Marionette Generation (マリオネット ジェネレーション, Marionetto Jenereeshon) is a Japanese manga series written and illustrated by Haruhiko Mikimoto. The manga was serialised in Kadokawa Shoten's Newtype beginning in 1989, and was later collected into five tankōbon volumes which were published between July 1989 and March 1998. The series was licensed in North America by Viz Media, who serialized it in Animerica Extra. The manga is also licensed in France by Panini Comics' Planet Manga imprint.

==Manga==
Kadokawa Shoten released the manga's five tankōbon volumes between July 1989 and March 1998. Viz Media released the five volumes between July 6, 2001, and April 7, 2004. Individual chapters are called "part"s.

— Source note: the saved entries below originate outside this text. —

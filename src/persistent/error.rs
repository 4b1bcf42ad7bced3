//! Usage errors reported by the persistent collections.
//!
//! Every fallible operation returns a new version on success and leaves the
//! receiver untouched on failure, so there is never partial state to clean
//! up.

use num_bigint::BigUint;

/// Errors returned by fallible collection operations.
///
/// # Examples
///
/// ```rust
/// use catenable::persistent::{CatenableList, CollectionError};
///
/// let list: CatenableList<i32> = (0..3).collect();
/// let error = list.get(5_usize).unwrap_err();
/// assert!(matches!(error, CollectionError::IndexOutOfBounds { .. }));
/// assert_eq!(error.to_string(), "position 5 out of bounds for length 3");
/// ```
#[derive(Debug, Clone, PartialEq, Eq, thiserror::Error)]
pub enum CollectionError {
    /// A position is not smaller than the length (or larger than it, for
    /// insertion).
    #[error("position {position} out of bounds for length {length}")]
    IndexOutOfBounds {
        /// The rejected position.
        position: BigUint,
        /// The length of the collection.
        length: BigUint,
    },

    /// A range is reversed or reaches past the end.
    #[error("invalid range {start}..{end} for length {length}")]
    InvalidRange {
        /// Inclusive start of the range.
        start: BigUint,
        /// Exclusive end of the range.
        end: BigUint,
        /// The length of the collection.
        length: BigUint,
    },

    /// The operation needs at least one element.
    #[error("{operation} called on an empty collection")]
    EmptyCollection {
        /// The name of the operation.
        operation: &'static str,
    },

    /// The last element of the first sorted operand is not ordered before
    /// the first element of the second one.
    #[error("catenation would break the sort order at the boundary")]
    IncompatibleBoundary,

    /// A positional write into a sorted collection would break its order.
    #[error("element at position {position} would break the sort order")]
    OrderViolation {
        /// The position written to.
        position: BigUint,
    },

    /// The homomorphism was never registered with this collection.
    #[error("homomorphism is not registered")]
    UnregisteredMap,
}

impl CollectionError {
    pub(crate) fn out_of_bounds(position: &BigUint, length: &BigUint) -> Self {
        Self::IndexOutOfBounds {
            position: position.clone(),
            length: length.clone(),
        }
    }
}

| No. | Title | Original release date | English release date |
| 1 | Entrances | July 1989 978-4-04-852221-2 | July 6, 2001 1-56931-558-2 |
| 01. "Sleeping Lady-1"; 02. "Sleeping Lady-2"; 03. "Sleeping Lady-3"; 04. "Sleeping Lady-4"; Extra Special Behind-the-Scenes Side Story: "What's My Name!?"; Side Story Collection: "Private Time"; 05. "Whisper-1"; 06. "Whisper-2"; 07. "Little Lovers-1"; | 08. "Little Lovers-2"; 09. "Little Lovers-3"; 10. "Little Lovers-4"; 11. "Again-1"; 12. "Again-2"; 13. "Present"; Prequel Episode: "Unbalanced Hair"; An Autumn Princess Story: "A Profile of the Heart"; |
| 2 | Pulling Strings | August 1991 978-4-04-852225-0 | February 9, 2002 1-56931-708-9 |
| 14. "A Fan Letter"; 15. "Here I Am!"; 16. "Naughty, Naughty!"; 17. "This Can't Be Good"; 18. "My Uncle"; 19. "Looks Like a Kid"; 20. "You Owe Me!"; 21. "B-E-L-I-E-V-E"; | 22. "Busted..."; 23. "ZZZZZ..."; 24. "Another One"; 25. "That's the Story..."; 26. "O.K.?"; 27. "Sheesh..."; 28. "Hear Me Roar!"; |
| 3 | Manipulations | April 1994 978-4-04-852480-3 | July 6, 2002 1-59116-024-3 |
| 29. "A Regular Girl"; 30. "A Normal Day For a Regular Girl"; 31. "A Normal Relationship"; 32. "Whoa!"; 33. "Sheesh"; 34. "Who?"; 35. "But It Can't Be...Can It?"; 36. "Why...?"; 37. "Maybe..."; | 38. "Giggle"; 39. "It's Unnatural!"; 40. "Just an Ordinary..."; 41. "It Comes From Within"; 42. "Displays of Affection"; 43. "Conditions"; 44. "One Date, as Agreed"; 45. "What's Up with That?"; "Retribution"; |
| 4 | Improvisations | April 1997 978-4-04-852588-6 | August 31, 2003 1-59116-055-3 |
| 46. "Blush"; 47. "That About Sums It Up..."; 48. "Wishy-Washy"; 49. "Responsibility"; 50. "Lucky You"; 51. "Destiny"; 52. "Going Through a Rough Time"; 53. "Impulse"; | 54. "Sorry to Inform You..."; 55. "Instead of Misty"; 56. "Huh!?"; 57. "Is It Because Of..."; 58. "Lucky!♥"; 59. "Acting Strange"; 60. "Another Friend of Yours...?"; 61. "Probably..."; |
| 5 | Finale | March 1998 978-4-04-852803-0 | April 7, 2004 1-59116-200-9 |
| 62. "What's Going On!?"; 63. "Somewhere Before..."; 64. "Wha-?"; 65. "Wel-come..."; 66. "Dense"; 67. "I Declare!"; 68. "I'm Counting On You"; | 69. "Very Lucky"; 70. "Get Cracking"; 71. "Would You Like to Come Live With Me?"; 72. "Am I Sure?"; 73. "For Keeps"; "The Fifth One of the Plus One"; |

==Reception==
Animefringe's Patrick King commends Mikimoto's artwork, saying that he has "an undeniable knack for illustrating characters that clearly convey their emotions". In a later review, King commends the series for its "sheer imagination and artistic brilliance" and comments that the manga's romance has "less panty shots and more drama than usual, and with the addition of a talking doll there's really no way you can go wrong here".